10/10 Mint Condition NOW IPO White Snowboard Bindings
I'm sure these probably rock, but you could find gear like this.
TechNine Bindings
Then take it home. 


TT


----------



## luckboxing (Nov 16, 2010)

Underground Tuning does free one day demos of the Now bindings, but I think you could pay to rent them longer.

https://www.facebook.com/yohannsheetz

Can order them for $185 here:
Empire Online Skateboard & Snowboard Shop | NOW Ipo


----------



## applor (Mar 14, 2013)

Thanks for the replies guys!

That's a great service you're providing Timmytard, especially for boarders like me who aren't down with the various brands and what they're worth etc.

Looks like I'll definitely be waiting til I get to Whistler then, though it will be hard to control myself - especially with all the end of season sales etc. going on.

Should I also buy things like snow socks in whistler? How many pairs should I go for and any brand/style in particular are the best?


----------



## applor (Mar 14, 2013)

Are there many snowboard shops in Whistler and are they well priced?

I am worried that since I will be in whistler at the start of the season, every place will be selling at RRP and that I may be better off buying what gear I can online now, since there are a lot of sales going on.


----------



## ETM (Aug 11, 2009)

The gear you know you want (like board,bindings,goggles etc) buy now online and save.
Stuff that has to fit like boots and outerware buy when you get there.


----------



## oldmate (Oct 24, 2011)

applor said:


> Are there many snowboard shops in Whistler and are they well priced?
> 
> I am worried that since I will be in whistler at the start of the season, every place will be selling at RRP and that I may be better off buying what gear I can online now, since there are a lot of sales going on.


Yeah but don't forget you'll be buying newer gear. If there is 2013 gear left in any stores in Whistler, then yes you'll get discounts.


----------



## Lamps (Sep 3, 2011)

Whistler Blackcomb - Ski and Snowboard Rental Edge - Whistler, BC, Canada

You can rent nice stuff in whistler if you don't want to travel with your board.
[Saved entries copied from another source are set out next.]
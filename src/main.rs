use tokio::sync::mpsc::Receiver;
use tracing::{info, warn};
use tracing_subscriber::EnvFilter;
use youless_poller::{
    CapabilityValue, Config, LifecycleSupervisor, PollEngine, StandardReadings, StateSync,
    SyncEvent, YoulessClient,
};

#[tokio::main]
async fn main() -> anyhow::Result<()> {
    let filter = EnvFilter::try_from_default_env().unwrap_or_else(|_| EnvFilter::new("info"));
    tracing_subscriber::fmt().with_env_filter(filter).init();

    info!("Starting YouLess poller");
    let config = match std::env::var("APP_CONFIG") {
        Ok(path) => Config::load(&path)?,
        Err(_) => Config::from_env()?,
    };
    info!(
        host = %config.host,
        interval_secs = config.polling_interval_secs,
        filter_readings = config.filter_readings,
        "loaded config"
    );

    let (state_sync, events) = StateSync::channel(128);
    tokio::spawn(async move {
        report_events(events).await;
    });

    let client = YoulessClient::new(&config.host)?;
    let engine = PollEngine::new(
        Box::new(client),
        Box::new(StandardReadings),
        state_sync,
        &config,
    );
    let mut supervisor = LifecycleSupervisor::new(engine, config.clone());
    supervisor.start(config).await;

    tokio::signal::ctrl_c().await?;
    info!("shutdown requested");
    supervisor.stop();
    Ok(())
}

/// Logs everything the poller reports for the host platform.
async fn report_events(mut events: Receiver<SyncEvent>) {
    while let Some(event) = events.recv().await {
        match event {
            SyncEvent::Capability(capability, CapabilityValue::Number(Some(value))) => {
                info!(capability = capability.id(), value, "capability updated")
            }
            SyncEvent::Capability(capability, CapabilityValue::Flag(Some(value))) => {
                info!(capability = capability.id(), value, "capability updated")
            }
            SyncEvent::Capability(..) => {}
            SyncEvent::Available => info!("device available"),
            SyncEvent::Unavailable(reason) => warn!(%reason, "device unavailable"),
            SyncEvent::Trigger(trigger) => info!(trigger = trigger.id(), ?trigger, "flow triggered"),
            SyncEvent::SettingChanged { key, value } => info!(key, %value, "setting changed"),
        }
    }
}
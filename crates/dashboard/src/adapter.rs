use crate::error::DashboardError;
use crate::payload::{DashboardWarning, RenderPayload, ReturnCharts};
use crate::view::SummaryView;
use analytics::ReturnEngine;
use api_client::error::ApiError;
use api_client::{HistoryRange, MarketDataProvider};
use configuration::{DashboardConfig, ProviderSettings};
use core_types::PriceSeries;
use std::sync::Arc;

pub const CHARTS_UNAVAILABLE: &str = "Not enough data to display interactive return charts.";
pub const CAPM_UNAVAILABLE: &str =
    "Not enough overlapping returns to compute CAPM. Check data/period.";

/// The recomputation trigger of the dashboard.
///
/// Holds only immutable collaborators. Each call to `recompute` is one full,
/// sequential pass: fetch, compute, lay out.
pub struct Dashboard {
    provider: Arc<dyn MarketDataProvider>,
    engine: ReturnEngine,
    benchmark_symbol: String,
    benchmark_label: String,
    range: HistoryRange,
}

impl Dashboard {
    pub fn new(
        provider: Arc<dyn MarketDataProvider>,
        settings: &ProviderSettings,
    ) -> Result<Self, DashboardError> {
        Ok(Self {
            provider,
            engine: ReturnEngine::new(),
            benchmark_symbol: settings.benchmark_symbol.clone(),
            benchmark_label: settings.benchmark_label.clone(),
            range: settings.history_range.parse::<HistoryRange>()?,
        })
    }

    pub fn benchmark_label(&self) -> &str {
        &self.benchmark_label
    }

    /// Looks up the company name. Failures are cosmetic and read as "not found".
    pub async fn display_name(&self, symbol: &str) -> Option<String> {
        match self.provider.fetch_display_name(symbol).await {
            Ok(name) => name,
            Err(e) => {
                tracing::debug!(symbol, error = %e, "Display name lookup failed.");
                None
            }
        }
    }

    /// Runs one full recomputation for `config` and returns what to render.
    ///
    /// This never fails: provider errors and insufficient data are reported as
    /// warnings and the affected sections of the payload are left empty.
    pub async fn recompute(&self, config: &DashboardConfig) -> RenderPayload {
        tracing::info!(
            ticker = %config.ticker,
            lookback_days = config.lookback_days,
            ma_window = config.ma_window,
            risk_free_rate = config.risk_free_rate,
            "Recomputing dashboard."
        );
        let mut warnings = Vec::new();

        let asset = self.fetch_or_warn(&config.ticker, &mut warnings).await;
        let display_name = self.display_name(&config.ticker).await;
        let benchmark = self.fetch_or_warn(&self.benchmark_symbol, &mut warnings).await;

        let aligned = self.engine.prepare(&asset, &benchmark);

        let charts = if aligned.is_empty() {
            warnings.push(DashboardWarning::InsufficientData(
                CHARTS_UNAVAILABLE.to_string(),
            ));
            None
        } else {
            Some(ReturnCharts::build(
                &aligned,
                &config.ticker,
                &self.benchmark_label,
                config.lookback_days,
                config.ma_window,
            ))
        };

        let result = match self.engine.summarize_aligned(
            &config.ticker,
            config.risk_free_rate,
            &aligned,
        ) {
            Ok(result) => Some(result),
            Err(e) => {
                tracing::warn!(ticker = %config.ticker, error = %e, "CAPM summary unavailable.");
                warnings.push(DashboardWarning::InsufficientData(format!(
                    "{} ({})",
                    CAPM_UNAVAILABLE, e
                )));
                None
            }
        };

        let summary = result
            .as_ref()
            .map(|r| SummaryView::build(r, config.view, &self.benchmark_label));

        RenderPayload {
            config: config.clone(),
            display_name,
            benchmark_label: self.benchmark_label.clone(),
            charts,
            result,
            summary,
            warnings,
        }
    }

    /// Fetches a series, turning any provider failure into a warning and an empty series.
    async fn fetch_or_warn(
        &self,
        symbol: &str,
        warnings: &mut Vec<DashboardWarning>,
    ) -> PriceSeries {
        match self.provider.fetch_prices(symbol, &self.range).await {
            Ok(series) => {
                if series.is_empty() {
                    tracing::warn!(symbol, "Provider returned no prices.");
                }
                series
            }
            Err(ApiError::InvalidSymbol(s)) => {
                tracing::warn!(symbol, "Provider could not resolve symbol.");
                warnings.push(DashboardWarning::InvalidSymbol(s));
                PriceSeries::empty(symbol)
            }
            Err(e) => {
                tracing::warn!(symbol, error = %e, "Price fetch failed.");
                warnings.push(DashboardWarning::InsufficientData(format!(
                    "Price data for {} is unavailable: {}",
                    symbol, e
                )));
                PriceSeries::empty(symbol)
            }
        }
    }
}
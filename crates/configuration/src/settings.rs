use crate::dashboard::DashboardConfig;
use serde::Deserialize;
use std::path::PathBuf;

/// The root configuration structure for the entire application.
#[derive(Debug, Clone, Default, Deserialize)]
#[serde(default)]
pub struct Settings {
    /// Initial values of the dashboard controls.
    pub dashboard: DashboardConfig,
    pub provider: ProviderSettings,
    pub server: ServerSettings,
    pub logging: LoggingSettings,
}

/// Which market-data source backs the dashboard.
#[derive(Debug, Clone, Copy, PartialEq, Eq, Default, Deserialize)]
#[serde(rename_all = "lowercase")]
pub enum ProviderKind {
    /// The Yahoo Finance chart endpoint.
    #[default]
    Yahoo,
    /// One `<SYMBOL>.csv` file per symbol in a local directory.
    Csv,
}

/// Contains parameters for the market-data provider.
#[derive(Debug, Clone, Deserialize)]
#[serde(default)]
pub struct ProviderSettings {
    pub kind: ProviderKind,
    /// Base URL of the chart API (Yahoo provider only).
    pub base_url: String,
    /// The benchmark index symbol (e.g., "^GSPC").
    pub benchmark_symbol: String,
    /// Human-readable benchmark name used as a chart and table label.
    pub benchmark_label: String,
    /// How much price history is requested per symbol (e.g., "1y", "6mo").
    pub history_range: String,
    /// Directory holding `<SYMBOL>.csv` files (CSV provider only).
    pub csv_dir: PathBuf,
    /// Per-request timeout for remote providers.
    pub timeout_secs: u64,
}

impl Default for ProviderSettings {
    fn default() -> Self {
        Self {
            kind: ProviderKind::Yahoo,
            base_url: "https://query1.finance.yahoo.com".to_string(),
            benchmark_symbol: "^GSPC".to_string(),
            benchmark_label: "S&P500".to_string(),
            history_range: "1y".to_string(),
            csv_dir: PathBuf::from("data"),
            timeout_secs: 10,
        }
    }
}

/// Contains parameters for the HTTP surface.
#[derive(Debug, Clone, Deserialize)]
#[serde(default)]
pub struct ServerSettings {
    pub host: String,
    pub port: u16,
}

impl Default for ServerSettings {
    fn default() -> Self {
        Self {
            host: "0.0.0.0".to_string(),
            port: 3000,
        }
    }
}

/// Contains parameters for log output.
#[derive(Debug, Clone, Deserialize)]
#[serde(default)]
pub struct LoggingSettings {
    /// Default `EnvFilter` directive, used when `RUST_LOG` is not set.
    pub filter: String,
    /// When set, logs are also written to a daily-rolling file in this directory.
    pub directory: Option<PathBuf>,
}

impl Default for LoggingSettings {
    fn default() -> Self {
        Self {
            filter: "info".to_string(),
            directory: None,
        }
    }
}
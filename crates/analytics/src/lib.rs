//! # Return Engine
//!
//! This crate turns raw adjusted close histories into aligned daily returns and
//! the CAPM statistics shown on the dashboard.
//!
//! ## Architectural Principles
//!
//! - **Layer 1 Logic:** This is a pure logic crate. It performs no I/O and knows
//!   nothing about market-data providers or how results are rendered.
//! - **Stateless Calculation:** Every operation is a function of its inputs. The
//!   `ReturnEngine` only sequences those functions for one recomputation pass.
//! - **Insufficiency is a value:** Too little data is reported through
//!   `AnalyticsError::InsufficientData`, never through a panic or a NaN that
//!   leaks into a rendered figure.
//!
//! ## Public API
//!
//! - `daily_returns`, `align`: price-to-return preparation.
//! - `compute_beta`, `annualize_arithmetic`, `annualize_geometric`,
//!   `capm_expected_return`: the statistics.
//! - `moving_average`: display-only trailing smoothing.
//! - `ReturnEngine` / `CapmResult` / `AnalyticsError`.

pub mod engine;
pub mod error;
pub mod report;
pub mod returns;
pub mod smoothing;
pub mod stats;

pub use engine::ReturnEngine;
pub use error::AnalyticsError;
pub use report::CapmResult;
pub use returns::{align, daily_returns};
pub use smoothing::moving_average;
pub use stats::{
    TRADING_DAYS_PER_YEAR, annualize_arithmetic, annualize_geometric, capm_expected_return,
    compute_beta,
};
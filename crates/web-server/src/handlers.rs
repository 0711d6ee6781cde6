use crate::{AppState, error::AppError};
use axum::{
    Json,
    extract::{Path, Query, State},
    http::header,
    response::IntoResponse,
};
use configuration::{DashboardArgs, DashboardConfig};
use core_types::ResultView;
use dashboard::{RenderPayload, export_csv, export_file_name};
use serde::{Deserialize, Serialize};
use std::sync::Arc;

/// The dashboard controls as query parameters. Omitted ones take the configured defaults.
#[derive(Debug, Default, Deserialize)]
pub struct DashboardQuery {
    pub ticker: Option<String>,
    pub lookback_days: Option<usize>,
    pub ma_days: Option<usize>,
    pub risk_free_rate: Option<f64>,
    pub view: Option<ResultView>,
}

impl DashboardQuery {
    fn into_config(self, defaults: &DashboardConfig) -> Result<DashboardConfig, AppError> {
        let args = DashboardArgs {
            ticker: self.ticker,
            lookback_days: self.lookback_days,
            ma_window: self.ma_days,
            risk_free_rate: self.risk_free_rate,
            view: self.view,
        };
        Ok(args.apply(defaults)?)
    }
}

#[derive(Debug, Serialize)]
pub struct TickerName {
    pub symbol: String,
    pub name: Option<String>,
}

/// # GET /api/dashboard
/// Runs one recomputation and returns everything needed to draw the page.
pub async fn get_dashboard(
    State(state): State<Arc<AppState>>,
    Query(query): Query<DashboardQuery>,
) -> Result<Json<RenderPayload>, AppError> {
    let config = query.into_config(&state.defaults)?;
    Ok(Json(state.dashboard.recompute(&config).await))
}

/// # GET /api/dashboard/export.csv
/// Downloads the CAPM summary as a one-row CSV.
pub async fn get_export(
    State(state): State<Arc<AppState>>,
    Query(query): Query<DashboardQuery>,
) -> Result<impl IntoResponse, AppError> {
    let config = query.into_config(&state.defaults)?;
    let payload = state.dashboard.recompute(&config).await;

    let Some(result) = payload.result else {
        let reasons: Vec<String> = payload.warnings.iter().map(|w| w.message()).collect();
        return Err(AppError::NotFound(format!(
            "No CAPM summary for {}: {}",
            config.ticker,
            reasons.join(" ")
        )));
    };

    let body = export_csv(&result)?;
    let disposition = format!(
        "attachment; filename=\"{}\"",
        export_file_name(&result.ticker)
    );
    Ok((
        [
            (header::CONTENT_TYPE, "text/csv".to_string()),
            (header::CONTENT_DISPOSITION, disposition),
        ],
        body,
    ))
}

/// # GET /api/ticker/:symbol
/// Resolves a display name for the ticker; `name` is null when not found.
pub async fn get_ticker_name(
    State(state): State<Arc<AppState>>,
    Path(symbol): Path<String>,
) -> Result<Json<TickerName>, AppError> {
    let symbol = configuration::dashboard::normalize_ticker(&symbol)?;
    let name = state.dashboard.display_name(&symbol).await;
    Ok(Json(TickerName { symbol, name }))
}
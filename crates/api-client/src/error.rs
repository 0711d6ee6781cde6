use thiserror::Error;

#[derive(Error, Debug)]
pub enum ApiError {
    #[error("Failed to complete the HTTP request: {0}")]
    Request(#[from] reqwest::Error),

    #[error("Symbol could not be resolved: {0}")]
    InvalidSymbol(String),

    #[error("The API request returned an error: {0}")]
    Api(String),

    #[error("Failed to deserialize the API response: {0}")]
    Deserialization(String),

    #[error("Invalid data format from provider: {0}")]
    InvalidData(String),

    #[error("Failed to read price data: {0}")]
    Io(#[from] std::io::Error),

    #[error("Failed to parse CSV price data: {0}")]
    Csv(#[from] csv::Error),
}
Also a good selection, easy to try various boards.


----------



## applor (Mar 14, 2013)

I was considering renting earlier but now I am pretty set on just buying all my gear since I should get some good use out of it over the next few years.

My main concern is the Now IPO bindings since I like the current seasons white/green colour and they can be bought discounted at the moment.
Of course they will have a new range for next season and someone in whistler may have the 2012/2013 season ones for cheap - or if not I could just buy the new season ones (even though they will be RRP).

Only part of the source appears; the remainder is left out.